# Supplied material:
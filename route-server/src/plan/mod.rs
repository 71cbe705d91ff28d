//! Mode decisions and segment planning.
//!
//! A route is one to three segments: an optional access leg from the
//! origin city to its port or airport, the main leg, and an optional egress
//! leg at the far end. Each segment's geometry comes from the first provider
//! in its strategy chain that can serve it.

mod config;

use std::sync::Arc;

use tracing::{debug, warn};

pub use config::{PlannerConfig, SpeedProfile};

use crate::corridor::land;
use crate::domain::{Coord, Provider, ResolvedHub, RouteSegment, SegmentRole, TransportMode};
use crate::geometry::{self, Geometry, StepRule};
use crate::resolve::ModeHubs;
use crate::routing::{RoadRouter, RoutingError};

/// How a requested mode will actually be routed.
#[derive(Debug, Clone, Copy, PartialEq, Eq)]
pub struct ModeDecision {
    pub requested: TransportMode,
    pub effective: TransportMode,
    /// Whether the route runs through a port or airport at each end.
    pub via_hubs: bool,
}

/// One way of producing geometry.
#[derive(Debug, Clone, Copy, PartialEq)]
enum Strategy {
    /// External router, for segments up to the given length.
    Router { cap_km: f64 },
    MaritimeCorridor,
    LandCorridor,
    GreatCircle(StepRule),
}

/// Plans route segments between resolved hubs.
pub struct SegmentPlanner<R> {
    router: Arc<R>,
    config: PlannerConfig,
}

impl<R: RoadRouter> SegmentPlanner<R> {
    pub fn new(router: Arc<R>, config: PlannerConfig) -> Self {
        Self { router, config }
    }

    pub fn config(&self) -> &PlannerConfig {
        &self.config
    }

    /// Decide the effective mode from the city anchors.
    ///
    /// Multimodal becomes sea or road by distance. Road and rail need both
    /// cities near a connected land corridor; otherwise the shipment is
    /// assumed to go by sea.
    pub fn decide(&self, requested: TransportMode, origin: &ResolvedHub, destination: &ResolvedHub) -> ModeDecision {
        let direct = |effective| ModeDecision {
            requested,
            effective,
            via_hubs: false,
        };
        match requested {
            TransportMode::Sea | TransportMode::Air => ModeDecision {
                requested,
                effective: requested,
                via_hubs: true,
            },
            TransportMode::Multimodal => {
                if origin.distance_km(destination) > self.config.multimodal_sea_threshold_km {
                    direct(TransportMode::Sea)
                } else {
                    direct(TransportMode::Road)
                }
            }
            TransportMode::Road | TransportMode::Rail => {
                if land::connected(
                    &origin.coordinates,
                    &destination.coordinates,
                    self.config.land_anchor_cap_km,
                ) {
                    direct(requested)
                } else {
                    debug!(
                        origin = %origin.name,
                        destination = %destination.name,
                        requested = %requested,
                        "no overland corridor, routing by sea"
                    );
                    direct(TransportMode::Sea)
                }
            }
        }
    }

    /// Build the segments for a decided route.
    ///
    /// Hubbed routes get access and egress connectors when the hub is more
    /// than the connector threshold from its city. Direct routes are a
    /// single main segment between the city anchors.
    pub async fn segments(&self, decision: &ModeDecision, origin: &ModeHubs, destination: &ModeHubs) -> Vec<RouteSegment> {
        let mode = decision.effective;
        if !decision.via_hubs {
            return self
                .segment(mode, SegmentRole::Main, origin.anchor.coordinates, destination.anchor.coordinates)
                .await
                .into_iter()
                .collect();
        }

        let mut out = Vec::with_capacity(3);
        if origin.anchor.distance_km(&origin.main) > self.config.connector_min_km {
            out.extend(
                self.segment(
                    TransportMode::Road,
                    SegmentRole::Access,
                    origin.anchor.coordinates,
                    origin.main.coordinates,
                )
                .await,
            );
        }
        out.extend(
            self.segment(mode, SegmentRole::Main, origin.main.coordinates, destination.main.coordinates)
                .await,
        );
        if destination.main.distance_km(&destination.anchor) > self.config.connector_min_km {
            out.extend(
                self.segment(
                    TransportMode::Road,
                    SegmentRole::Egress,
                    destination.main.coordinates,
                    destination.anchor.coordinates,
                )
                .await,
            );
        }
        out
    }

    /// Run the strategy chain for one segment.
    async fn segment(&self, mode: TransportMode, role: SegmentRole, from: Coord, to: Coord) -> Option<RouteSegment> {
        for (tier, strategy) in self.chain(mode, role).into_iter().enumerate() {
            let Some(geometry) = self.run(strategy, mode, from, to).await else {
                continue;
            };
            let duration = geometry.duration_minutes.unwrap_or_else(|| {
                self.config
                    .speeds
                    .duration_minutes(mode, role, geometry.distance_km)
            });
            debug!(
                mode = %mode,
                role = role.as_str(),
                provider = %geometry.provider,
                tier,
                km = geometry.distance_km,
                "segment planned"
            );
            match RouteSegment::new(
                mode,
                role,
                geometry.coordinates,
                geometry.distance_km,
                Some(duration),
                geometry.provider,
                geometry.provider != Provider::Osrm,
            ) {
                Ok(seg) => return Some(seg),
                Err(e) => warn!(provider = %geometry.provider, error = %e, "discarding geometry"),
            }
        }
        None
    }

    fn chain(&self, mode: TransportMode, role: SegmentRole) -> Vec<Strategy> {
        if role.is_connector() {
            return vec![
                Strategy::Router {
                    cap_km: self.config.connector_router_cap_km,
                },
                Strategy::GreatCircle(StepRule::SURFACE),
            ];
        }
        match mode {
            TransportMode::Air => vec![Strategy::GreatCircle(StepRule::AIR)],
            TransportMode::Sea => vec![
                Strategy::MaritimeCorridor,
                Strategy::GreatCircle(StepRule::SURFACE),
            ],
            TransportMode::Road | TransportMode::Rail | TransportMode::Multimodal => vec![
                Strategy::Router {
                    cap_km: self.config.main_router_cap_km,
                },
                Strategy::LandCorridor,
                Strategy::GreatCircle(StepRule::SURFACE),
            ],
        }
    }

    async fn run(&self, strategy: Strategy, mode: TransportMode, from: Coord, to: Coord) -> Option<Geometry> {
        match strategy {
            Strategy::Router { cap_km } => {
                if from.distance_km(&to) > cap_km {
                    return None;
                }
                self.routed(mode, from, to).await
            }
            Strategy::MaritimeCorridor => geometry::maritime_corridor(from, to),
            Strategy::LandCorridor => {
                geometry::land_corridor(from, to, self.config.land_anchor_cap_km)
            }
            Strategy::GreatCircle(rule) => Some(geometry::great_circle(from, to, rule)),
        }
    }

    async fn routed(&self, mode: TransportMode, from: Coord, to: Coord) -> Option<Geometry> {
        let path = match self.router.route(mode, from, to).await {
            Ok(p) => p,
            Err(RoutingError::Disabled) => return None,
            Err(e) => {
                warn!(mode = %mode, error = %e, "router failed, falling back");
                return None;
            }
        };

        let duration = (path.duration_seconds.is_finite() && path.duration_seconds >= 0.0)
            .then_some(path.duration_seconds / 60.0);
        let mut geometry = Geometry::pinned(path.coordinates, from, to, duration, Provider::Osrm)?;
        if path.distance_meters.is_finite() && path.distance_meters > 0.0 {
            geometry.distance_km = path.distance_meters / 1000.0;
        }
        Some(geometry)
    }
}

# Your task:
Return the whole listing, word for word.

# Solution to the exercise:
filename route-server/src/plan/mod.rs
repository 71cbe705d91ff28d
//! Mode decisions and segment planning.
//!
//! A route is one to three segments: an optional access leg from the
//! origin city to its port or airport, the main leg, and an optional egress
//! leg at the far end. Each segment's geometry comes from the first provider
//! in its strategy chain that can serve it.

mod config;

use std::sync::Arc;

use tracing::{debug, warn};

pub use config::{PlannerConfig, SpeedProfile};

use crate::corridor::land;
use crate::domain::{Coord, Provider, ResolvedHub, RouteSegment, SegmentRole, TransportMode};
use crate::geometry::{self, Geometry, StepRule};
use crate::resolve::ModeHubs;
use crate::routing::{RoadRouter, RoutingError};

/// How a requested mode will actually be routed.
#[derive(Debug, Clone, Copy, PartialEq, Eq)]
pub struct ModeDecision {
    pub requested: TransportMode,
    pub effective: TransportMode,
    /// Whether the route runs through a port or airport at each end.
    pub via_hubs: bool,
}

/// One way of producing geometry.
#[derive(Debug, Clone, Copy, PartialEq)]
enum Strategy {
    /// External router, for segments up to the given length.
    Router { cap_km: f64 },
    MaritimeCorridor,
    LandCorridor,
    GreatCircle(StepRule),
}

/// Plans route segments between resolved hubs.
pub struct SegmentPlanner<R> {
    router: Arc<R>,
    config: PlannerConfig,
}

impl<R: RoadRouter> SegmentPlanner<R> {
    pub fn new(router: Arc<R>, config: PlannerConfig) -> Self {
        Self { router, config }
    }

    pub fn config(&self) -> &PlannerConfig {
        &self.config
    }

    /// Decide the effective mode from the city anchors.
    ///
    /// Multimodal becomes sea or road by distance. Road and rail need both
    /// cities near a connected land corridor; otherwise the shipment is
    /// assumed to go by sea.
    pub fn decide(&self, requested: TransportMode, origin: &ResolvedHub, destination: &ResolvedHub) -> ModeDecision {
        let direct = |effective| ModeDecision {
            requested,
            effective,
            via_hubs: false,
        };
        match requested {
            TransportMode::Sea | TransportMode::Air => ModeDecision {
                requested,
                effective: requested,
                via_hubs: true,
            },
            TransportMode::Multimodal => {
                if origin.distance_km(destination) > self.config.multimodal_sea_threshold_km {
                    direct(TransportMode::Sea)
                } else {
                    direct(TransportMode::Road)
                }
            }
            TransportMode::Road | TransportMode::Rail => {
                if land::connected(
                    &origin.coordinates,
                    &destination.coordinates,
                    self.config.land_anchor_cap_km,
                ) {
                    direct(requested)
                } else {
                    debug!(
                        origin = %origin.name,
                        destination = %destination.name,
                        requested = %requested,
                        "no overland corridor, routing by sea"
                    );
                    direct(TransportMode::Sea)
                }
            }
        }
    }

    /// Build the segments for a decided route.
    ///
    /// Hubbed routes get access and egress connectors when the hub is more
    /// than the connector threshold from its city. Direct routes are a
    /// single main segment between the city anchors.
    pub async fn segments(&self, decision: &ModeDecision, origin: &ModeHubs, destination: &ModeHubs) -> Vec<RouteSegment> {
        let mode = decision.effective;
        if !decision.via_hubs {
            return self
                .segment(mode, SegmentRole::Main, origin.anchor.coordinates, destination.anchor.coordinates)
                .await
                .into_iter()
                .collect();
        }

        let mut out = Vec::with_capacity(3);
        if origin.anchor.distance_km(&origin.main) > self.config.connector_min_km {
            out.extend(
                self.segment(
                    TransportMode::Road,
                    SegmentRole::Access,
                    origin.anchor.coordinates,
                    origin.main.coordinates,
                )
                .await,
            );
        }
        out.extend(
            self.segment(mode, SegmentRole::Main, origin.main.coordinates, destination.main.coordinates)
                .await,
        );
        if destination.main.distance_km(&destination.anchor) > self.config.connector_min_km {
            out.extend(
                self.segment(
                    TransportMode::Road,
                    SegmentRole::Egress,
                    destination.main.coordinates,
                    destination.anchor.coordinates,
                )
                .await,
            );
        }
        out
    }

    /// Run the strategy chain for one segment.
    async fn segment(&self, mode: TransportMode, role: SegmentRole, from: Coord, to: Coord) -> Option<RouteSegment> {
        for (tier, strategy) in self.chain(mode, role).into_iter().enumerate() {
            let Some(geometry) = self.run(strategy, mode, from, to).await else {
                continue;
            };
            let duration = geometry.duration_minutes.unwrap_or_else(|| {
                self.config
                    .speeds
                    .duration_minutes(mode, role, geometry.distance_km)
            });
            debug!(
                mode = %mode,
                role = role.as_str(),
                provider = %geometry.provider,
                tier,
                km = geometry.distance_km,
                "segment planned"
            );
            match RouteSegment::new(
                mode,
                role,
                geometry.coordinates,
                geometry.distance_km,
                Some(duration),
                geometry.provider,
                geometry.provider != Provider::Osrm,
            ) {
                Ok(seg) => return Some(seg),
                Err(e) => warn!(provider = %geometry.provider, error = %e, "discarding geometry"),
            }
        }
        None
    }

    fn chain(&self, mode: TransportMode, role: SegmentRole) -> Vec<Strategy> {
        if role.is_connector() {
            return vec![
                Strategy::Router {
                    cap_km: self.config.connector_router_cap_km,
                },
                Strategy::GreatCircle(StepRule::SURFACE),
            ];
        }
        match mode {
            TransportMode::Air => vec![Strategy::GreatCircle(StepRule::AIR)],
            TransportMode::Sea => vec![
                Strategy::MaritimeCorridor,
                Strategy::GreatCircle(StepRule::SURFACE),
            ],
            TransportMode::Road | TransportMode::Rail | TransportMode::Multimodal => vec![
                Strategy::Router {
                    cap_km: self.config.main_router_cap_km,
                },
                Strategy::LandCorridor,
                Strategy::GreatCircle(StepRule::SURFACE),
            ],
        }
    }

    async fn run(&self, strategy: Strategy, mode: TransportMode, from: Coord, to: Coord) -> Option<Geometry> {
        match strategy {
            Strategy::Router { cap_km } => {
                if from.distance_km(&to) > cap_km {
                    return None;
                }
                self.routed(mode, from, to).await
            }
            Strategy::MaritimeCorridor => geometry::maritime_corridor(from, to),
            Strategy::LandCorridor => {
                geometry::land_corridor(from, to, self.config.land_anchor_cap_km)
            }
            Strategy::GreatCircle(rule) => Some(geometry::great_circle(from, to, rule)),
        }
    }

    async fn routed(&self, mode: TransportMode, from: Coord, to: Coord) -> Option<Geometry> {
        let path = match self.router.route(mode, from, to).await {
            Ok(p) => p,
            Err(RoutingError::Disabled) => return None,
            Err(e) => {
                warn!(mode = %mode, error = %e, "router failed, falling back");
                return None;
            }
        };

        let duration = (path.duration_seconds.is_finite() && path.duration_seconds >= 0.0)
            .then_some(path.duration_seconds / 60.0);
        let mut geometry = Geometry::pinned(path.coordinates, from, to, duration, Provider::Osrm)?;
        if path.distance_meters.is_finite() && path.distance_meters > 0.0 {
            geometry.distance_km = path.distance_meters / 1000.0;
        }
        Some(geometry)
    }
}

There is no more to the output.